From the line with "message id (snowflake)." through the line with "impl fmt::Display for ChannelId", inclusive, return each line of the data below exactly and leave the rest out.
►
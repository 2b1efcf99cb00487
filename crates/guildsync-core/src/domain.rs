use std::fmt;

use chrono::{DateTime, Utc};
use serde::{Deserialize, Serialize};

/// Chat platform user id (snowflake).
#[derive(Clone, Copy, Debug, PartialEq, Eq, Hash, Serialize, Deserialize)]
pub struct UserId(pub u64);

/// Chat platform channel id (snowflake).
#[derive(Clone, Copy, Debug, PartialEq, Eq, Hash, Serialize, Deserialize)]
pub struct ChannelId(pub u64);

/// Chat platform guild/server id (snowflake).
#[derive(Clone, Copy, Debug, PartialEq, Eq, Hash, Serialize, Deserialize)]
pub struct GuildId(pub u64);

/// Chat platform message id (snowflake).
#[derive(Clone, Copy, Debug, PartialEq, Eq, Hash, Serialize, Deserialize)]
pub struct MessageId(pub u64);

/// Sync group id (uuid v4, also used as the join code).
#[derive(Clone, Debug, PartialEq, Eq, Hash, Serialize, Deserialize)]
pub struct SyncGroupId(pub String);

impl fmt::Display for ChannelId {
    fn fmt(&self, f: &mut fmt::Formatter<'_>) -> fmt::Result {
        write!(f, "{}", self.0)
    }
}

impl fmt::Display for SyncGroupId {
    fn fmt(&self, f: &mut fmt::Formatter<'_>) -> fmt::Result {
        f.write_str(&self.0)
    }
}

/// The author of a relayed message, as shown at the destination.
#[derive(Clone, Debug, PartialEq, Eq)]
pub struct Author {
    pub id: UserId,
    pub display_name: String,
    pub avatar_url: Option<String>,
    pub is_bot: bool,
}

/// Opaque attachment reference, passed through untouched.
#[derive(Clone, Debug, PartialEq, Eq)]
pub struct Attachment {
    pub filename: String,
    pub url: String,
}

/// Opaque embed payload in the platform's own JSON shape.
#[derive(Clone, Debug, PartialEq)]
pub struct EmbedRef(pub serde_json::Value);

/// An incoming user post. Read-only to the relay engine.
#[derive(Clone, Debug)]
pub struct RelayMessage {
    pub source_channel_id: ChannelId,
    pub message_id: MessageId,
    pub author: Author,
    /// Set when the post came through a proxy identity (webhook).
    pub webhook_id: Option<String>,
    pub text_content: String,
    pub attachments: Vec<Attachment>,
    pub embeds: Vec<EmbedRef>,
}

/// One channel's membership in a sync group.
#[derive(Clone, Debug, PartialEq, Eq, Serialize, Deserialize)]
pub struct ChannelLink {
    pub channel_id: ChannelId,
    pub sync_group_id: SyncGroupId,
    /// Declared language; `None` for links created before languages existed.
    #[serde(default)]
    pub language_code: Option<String>,
    pub guild_id: GuildId,
    pub name: String,
    pub added_by: UserId,
    pub created_at: DateTime<Utc>,
}

#[derive(Clone, Debug, PartialEq, Eq, Serialize, Deserialize)]
pub struct SyncGroup {
    pub id: SyncGroupId,
    pub name: String,
    pub description: String,
    pub created_by: UserId,
    pub created_at: DateTime<Utc>,
}

#[derive(Clone, Debug, PartialEq, Eq, Serialize, Deserialize)]
pub struct UserRecord {
    pub id: UserId,
    pub username: String,
}

#[derive(Clone, Debug, PartialEq, Eq, Serialize, Deserialize)]
pub struct GuildRecord {
    pub id: GuildId,
    pub name: String,
    pub icon_url: Option<String>,
}

/// Capability to post into `channel_id` under an arbitrary name/avatar.
#[derive(Clone, PartialEq, Eq)]
pub struct ProxyHandle {
    pub channel_id: ChannelId,
    pub id: String,
    pub token: String,
}

impl fmt::Debug for ProxyHandle {
    fn fmt(&self, f: &mut fmt::Formatter<'_>) -> fmt::Result {
        f.debug_struct("ProxyHandle")
            .field("channel_id", &self.channel_id)
            .field("id", &self.id)
            .field("token", &"<redacted>")
            .finish()
    }
}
◄
== ANSWER BELOW ==
/// Chat platform message id (snowflake).
#[derive(Clone, Copy, Debug, PartialEq, Eq, Hash, Serialize, Deserialize)]
pub struct MessageId(pub u64);

/// Sync group id (uuid v4, also used as the join code).
#[derive(Clone, Debug, PartialEq, Eq, Hash, Serialize, Deserialize)]
pub struct SyncGroupId(pub String);

impl fmt::Display for ChannelId {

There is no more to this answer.